McLeod myopathy revisited: more neurogenic and less benign
1Institute of Neuropathology, University Hospital Zürich, Switzerland, 2Neurologische Klinik und Poliklinik, Ludwig-Maximilians-Universität München, Germany, 3Friedrich-Baur-Institut, Neurologische Klinik, Ludwig-Maximilians-Universität, München, Germany, 4Clinica Las Condes, Santiago, Chile, 5Institute of Neuropathology, University of New Mexico, Albuquerque, New Mexico, USA, 6Parkinsonklinik, Bad Nauheim, Germany, 7Department of Neuropathology, Johannes Gutenberg University, Mainz, Germany and 8Department of Neurology, University Hospital Zürich, Switzerland
Correspondence to: Hans H. Jung, MD, Department of Neurology, University Hospital Zürich, 8091 Zürich, Switzerland E-mail: hans.jung{at}usz.ch
The X-linked McLeod neuroacanthocytosis syndrome (MLS) has originally been denoted as ‘benign’ McLeod myopathy. We assessed the clinical findings and the muscle pathology in the eponymous index patient, Hugh McLeod, and in nine additional MLS patients. Only one patient had manifested with neuromuscular symptoms. During a mean follow-up of 15 years, however, eight patients including the initial index patient showed elevated skeletal muscle creatine kinase levels ranging from 300 to 3000 U/L, and had developed muscle weakness and atrophy. Two patients had disabling leg weakness. Muscle histology was abnormal in all 10 patients. Clear but unspecific myopathic changes were found in only four patients. All patients, however, had neurogenic changes of variable degree. Post-mortem motor and sensory nerve examinations support the view that muscle atrophy and weakness are predominantly due to an axonal motor neuropathy rather than to a primary myopathy. Multisystem manifestations developed in eight patients at a mean age of 39 years. Three patients manifested with psychiatric features comprising schizophrenia-like psychosis and personality disorder, two presented with generalized seizures and one with chorea. During follow-up, seven patients developed chorea, six had psychiatric disorders, five had cognitive decline and three had generalized seizures. Five patients died because of MLS-related complications including sudden cardiac death, chronic heart failure and pneumonia between 55 and 69 years.
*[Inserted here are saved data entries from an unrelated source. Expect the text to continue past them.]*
use crate::parse::health::{HealthReading, parse_health_summary};
use crate::parse::selftest::parse_self_test_log;
use crate::parse::status::{StatusClass, classify_status_phrase, extract_status_phrase};
use crate::{DiagnosticOutcome, DiagnosticTool, SmartConfig};
use diskprobe_types::{DeviceVerdict, Severity};

/// Where a device landed before its report could be parsed.
///
/// Every check walks the same gate: unsupported devices are a warning and
/// nothing stronger, command failures are critical, and only a usable
/// outcome reaches the check-specific parsing.
enum Gate {
    /// A marker substring was seen: the device cannot do SMART, whatever
    /// else the output says.
    Unsupported,
    /// The tool itself failed (spawn error, timeout, non-zero exit) without
    /// unsupported markers.
    CommandError(String),
    /// Output is usable; parsing may proceed.
    Evaluate(String),
}

fn gate(outcome: DiagnosticOutcome) -> Gate {
    if outcome.unsupported() {
        return Gate::Unsupported;
    }
    if outcome.command_failed {
        return Gate::CommandError(outcome.failure_detail().to_string());
    }
    Gate::Evaluate(outcome.output)
}

/// Overall-health check for one device (`smartctl -H`).
pub fn evaluate_health(tool: &dyn DiagnosticTool, device: &str) -> DeviceVerdict {
    let mut verdict = DeviceVerdict::ok(device);
    match gate(tool.health_summary(device)) {
        Gate::Unsupported => {
            verdict.record(Severity::Warning, format!("{}: SMART not supported", device));
        }
        Gate::CommandError(detail) => {
            verdict.record(Severity::Critical, format!("{}: {}", device, detail));
        }
        Gate::Evaluate(output) => match parse_health_summary(&output) {
            HealthReading::Passed => {}
            HealthReading::Failed => {
                verdict.record(
                    Severity::Critical,
                    format!("{}: SMART health check FAILED", device),
                );
            }
            HealthReading::Unknown => {
                verdict.record(Severity::Warning, format!("{}: Unknown SMART status", device));
            }
        },
    }
    verdict
}

/// Offline-test status check for one device (`smartctl -a`).
pub fn evaluate_offline_status(tool: &dyn DiagnosticTool, device: &str) -> DeviceVerdict {
    let mut verdict = DeviceVerdict::ok(device);
    match gate(tool.full_report(device)) {
        Gate::Unsupported => {
            verdict.record(Severity::Warning, format!("{}: SMART not supported", device));
        }
        Gate::CommandError(detail) => {
            verdict.record(Severity::Critical, format!("{}: {}", device, detail));
        }
        Gate::Evaluate(output) => match extract_status_phrase(&output) {
            None => {
                verdict.record(
                    Severity::Warning,
                    format!("{}: No offline test status found", device),
                );
            }
            Some(phrase) => match classify_status_phrase(&phrase) {
                StatusClass::Clean => {}
                StatusClass::Failed => {
                    verdict.record(Severity::Critical, format!("{}: {}", device, phrase));
                }
                StatusClass::Indeterminate => {
                    verdict.record(Severity::Warning, format!("{}: {}", device, phrase));
                }
            },
        },
    }
    verdict
}

/// Self-test log check for one device (`smartctl -a`): failed tests are
/// critical and preempt the staleness warnings; an interval of 0 disables
/// that kind's staleness check.
pub fn evaluate_self_tests(
    tool: &dyn DiagnosticTool,
    config: &SmartConfig,
    device: &str,
) -> DeviceVerdict {
    let mut verdict = DeviceVerdict::ok(device);
    match gate(tool.full_report(device)) {
        Gate::Unsupported => {
            verdict.record(Severity::Warning, format!("{}: SMART not supported", device));
        }
        Gate::CommandError(detail) => {
            verdict.record(Severity::Critical, format!("{}: {}", device, detail));
        }
        Gate::Evaluate(output) => {
            let summary = parse_self_test_log(&output);

            if !summary.failures.is_empty() {
                verdict.record(
                    Severity::Critical,
                    format!("{}: Tests failed: {}", device, summary.failures.join(", ")),
                );
                return verdict;
            }

            if config.short_test_interval > 0 && summary.short_test_age > config.short_test_interval
            {
                verdict.record(
                    Severity::Warning,
                    format!(
                        "{}: Short test not run in {} hours (threshold: {})",
                        device, summary.short_test_age, config.short_test_interval
                    ),
                );
            }

            if config.long_test_interval > 0 && summary.long_test_age > config.long_test_interval {
                verdict.record(
                    Severity::Warning,
                    format!(
                        "{}: Extended test not run in {} hours (threshold: {})",
                        device, summary.long_test_age, config.long_test_interval
                    ),
                );
            }
        }
    }
    verdict
}
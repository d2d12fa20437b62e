/// What the overall-health self-assessment said about a device.
#[derive(Debug, Clone, Copy, PartialEq, Eq)]
pub enum HealthReading {
    Passed,
    Failed,
    Unknown,
}

/// Classify a `-H` summary.
///
/// `PASSED` anywhere in the output wins outright; otherwise `FAILING_NOW` or
/// `FAILED` mean the drive is failing; with neither marker the status is
/// unknown. Markers are case-sensitive substrings of the whole blob.
pub fn parse_health_summary(output: &str) -> HealthReading {
    if output.contains("PASSED") {
        HealthReading::Passed
    } else if output.contains("FAILING_NOW") || output.contains("FAILED") {
        HealthReading::Failed
    } else {
        HealthReading::Unknown
    }
}

#[cfg(test)]
mod tests {
    use super::*;

    #[test]
    fn passed_summary_reads_healthy() {
        let output = "=== START OF READ SMART DATA SECTION ===\n\
                      SMART overall-health self-assessment test result: PASSED\n";
        assert_eq!(parse_health_summary(output), HealthReading::Passed);
    }

    #[test]
    fn failed_summary_reads_failing() {
        let output = "SMART overall-health self-assessment test result: FAILED!\n\
                      Drive failure expected in less than 24 hours.\n";
        assert_eq!(parse_health_summary(output), HealthReading::Failed);
    }

    #[test]
    fn failing_now_attribute_reads_failing() {
        let output = "ID# ATTRIBUTE_NAME     FLAG   WHEN_FAILED\n\
                        5 Reallocated_Sector_Ct 0x0033 FAILING_NOW\n";
        assert_eq!(parse_health_summary(output), HealthReading::Failed);
    }

    #[test]
    fn passed_has_precedence_over_failure_markers() {
        let output = "test result: PASSED\nolder event: self-test FAILED at hour 12\n";
        assert_eq!(parse_health_summary(output), HealthReading::Passed);
    }

    #[test]
    fn output_without_markers_is_unknown() {
        let output = "smartctl 7.4 2023-08-01 r5530\nCopyright (C) 2002-23\n";
        assert_eq!(parse_health_summary(output), HealthReading::Unknown);
    }

    #[test]
    fn markers_are_case_sensitive() {
        assert_eq!(parse_health_summary("result: passed\n"), HealthReading::Unknown);
    }
}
In conclusion, our findings confirm that MLS is not a benign condition but rather a progressive multisystem disorder sharing many features with Huntington's disease.
Key Words: McLeod syndrome; neuroacanthocytosis; chorea; myopathy; neuropathy
Abbreviations: CK, creatine kinase; CNS, central nervous system; EMG, electromyography; MLS, McLeod neuroacanthocytosis syndrome; MRI, magnetic resonance imaging; RBC, red blood cell
Received July 6, 2007. Revised October 5, 2007. Accepted October 12, 2007.